I think Cordy starts hanging around with Scoobies because they’re interesting. We learn later when she does so well in her SATs that she is smart but has put a lot of energy into hiding the fact, to fit in with her crowd. But the bunch in the library are much more entertaining than Harmony and her ilk; I think Cordy sees she doesn’t have to dumb things down for them. Although, Xander is clueless at the end, mostly, I think, because he’s never thought of Cordelia “that” way.

I don’t think it pays to attend too much to the plot of this one. If Chris really brought his brother back from the dead, he presumably kept the knowledge of how to do it and could reproduce the results. As Willow points out, that’s sure to win the Science Fair first place. You’d think, in fact, that sort of thing, bringing the dead back, would have some repercussions on an international scale, but everybody seems to forget about it at story’s end. And it’s possible Chris went on to work for Dow Chemical in gene splicing or maybe Wolfram & Hart.

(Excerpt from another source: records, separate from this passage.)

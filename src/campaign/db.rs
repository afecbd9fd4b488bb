use std::collections::HashMap;

use async_trait::async_trait;
use chrono::Utc;
use futures::TryStreamExt;
use mongodb::options::FindOptions;
use mongodb::{bson, Database};
use tokio::sync::RwLock;

use crate::database::MongoCampaignStore;
use crate::error::Error;

use super::{Campaign, CampaignId};

const CAMPAIGNS: &str = "campaigns";

pub async fn initialize(db: &Database) -> Result<(), Error> {
    db.run_command(
        bson::doc! {
            "createIndexes": CAMPAIGNS,
            "indexes": [
                { "key": { "created_at": -1 }, "name": "by_created_at" },
            ]
        },
        None,
    )
    .await?;

    Ok(())
}

#[async_trait]
pub trait CampaignStore: Send + Sync {
    async fn insert_campaign(&self, campaign: &Campaign) -> Result<(), Error>;

    /// All campaigns, most recently created first.
    async fn fetch_campaigns(&self) -> Result<Vec<Campaign>, Error>;

    async fn fetch_campaign_by_id(&self, campaign_id: CampaignId)
        -> Result<Option<Campaign>, Error>;

    /// Replaces the stored record with `campaign` if nobody else wrote it
    /// since it was read, and returns it with the revision bumped.
    async fn update_campaign(&self, campaign: Campaign) -> Result<Campaign, Error>;
}

fn next_revision(mut campaign: Campaign) -> Campaign {
    campaign.revision += 1;
    campaign.modified_at = Utc::now();
    campaign
}

#[async_trait]
impl CampaignStore for MongoCampaignStore {
    #[tracing::instrument(skip(self))]
    async fn insert_campaign(&self, campaign: &Campaign) -> Result<(), Error> {
        self.insert_one(campaign, None).await?;

        Ok(())
    }

    #[tracing::instrument(skip(self))]
    async fn fetch_campaigns(&self) -> Result<Vec<Campaign>, Error> {
        let options = FindOptions::builder()
            .sort(bson::doc! { "created_at": -1 })
            .build();

        let campaigns: Vec<Campaign> = self
            .find(bson::doc! {}, options)
            .await?
            .try_collect()
            .await?;

        Ok(campaigns)
    }

    #[tracing::instrument(skip(self))]
    async fn fetch_campaign_by_id(
        &self,
        campaign_id: CampaignId,
    ) -> Result<Option<Campaign>, Error> {
        let campaign = self
            .find_one(bson::doc! { "_id": campaign_id }, None)
            .await?;

        Ok(campaign)
    }

    #[tracing::instrument(skip(self))]
    async fn update_campaign(&self, campaign: Campaign) -> Result<Campaign, Error> {
        let old_revision = campaign.revision;
        let campaign = next_revision(campaign);

        let result = self
            .replace_one(
                bson::doc! { "_id": campaign.id, "revision": old_revision },
                &campaign,
                None,
            )
            .await?;

        if result.matched_count == 0 {
            return Err(Error::ConcurrentModificationDetected);
        }

        Ok(campaign)
    }
}

/// Process-local store for development runs and tests. Offers the same
/// compare-and-set guarantees as the mongo store within one process.
#[derive(Debug, Default)]
pub struct MemoryCampaignStore {
    campaigns: RwLock<HashMap<CampaignId, Campaign>>,
}

impl MemoryCampaignStore {
    pub fn new() -> MemoryCampaignStore {
        MemoryCampaignStore::default()
    }
}

#[async_trait]
impl CampaignStore for MemoryCampaignStore {
    #[tracing::instrument(skip(self))]
    async fn insert_campaign(&self, campaign: &Campaign) -> Result<(), Error> {
        let mut campaigns = self.campaigns.write().await;
        if campaigns.contains_key(&campaign.id) {
            return Err(Error::ExistentialState(format!(
                "campaign {} inserted twice",
                campaign.id
            )));
        }
        campaigns.insert(campaign.id, campaign.clone());

        Ok(())
    }

    #[tracing::instrument(skip(self))]
    async fn fetch_campaigns(&self) -> Result<Vec<Campaign>, Error> {
        let mut campaigns: Vec<Campaign> = self.campaigns.read().await.values().cloned().collect();
        campaigns.sort_by(|a, b| b.created_at.cmp(&a.created_at));

        Ok(campaigns)
    }

    #[tracing::instrument(skip(self))]
    async fn fetch_campaign_by_id(
        &self,
        campaign_id: CampaignId,
    ) -> Result<Option<Campaign>, Error> {
        Ok(self.campaigns.read().await.get(&campaign_id).cloned())
    }

    #[tracing::instrument(skip(self))]
    async fn update_campaign(&self, campaign: Campaign) -> Result<Campaign, Error> {
        let mut campaigns = self.campaigns.write().await;
        let stored = campaigns
            .get_mut(&campaign.id)
            .ok_or(Error::ConcurrentModificationDetected)?;

        if stored.revision != campaign.revision {
            return Err(Error::ConcurrentModificationDetected);
        }

        let campaign = next_revision(campaign);
        *stored = campaign.clone();

        Ok(campaign)
    }
}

Jennie Calendar’s great participation is a great move. I wonder if TPTB thought that Giles’ needed a grown-up friend so that he wouldn’t look like a creepy older guy who hangs around teenagers (like he kinda looked like in season 4). Anyway, the relationship between the two teachers gives another layer to the stories and has a big payoff later on.

(So there are some of my rambling thoughts and I’m getting excited because Spike and Angelus are coming!!!)
your royal pie-ness: giles/jenny iconentrenous88 on May 23rd, 2006 07:00 pm (UTC)
Chris working for W&H -- that's a fabulous story idea.

I'm with you on the participation of Jenny Calendar in the gang -- it mitigates Giles's presence in the group, gives him a chance to seem awkward and more human, and of course expands the potential for seeing choices and decisions at different stages of life, and not only from the one consistently included parental figure, Joyce.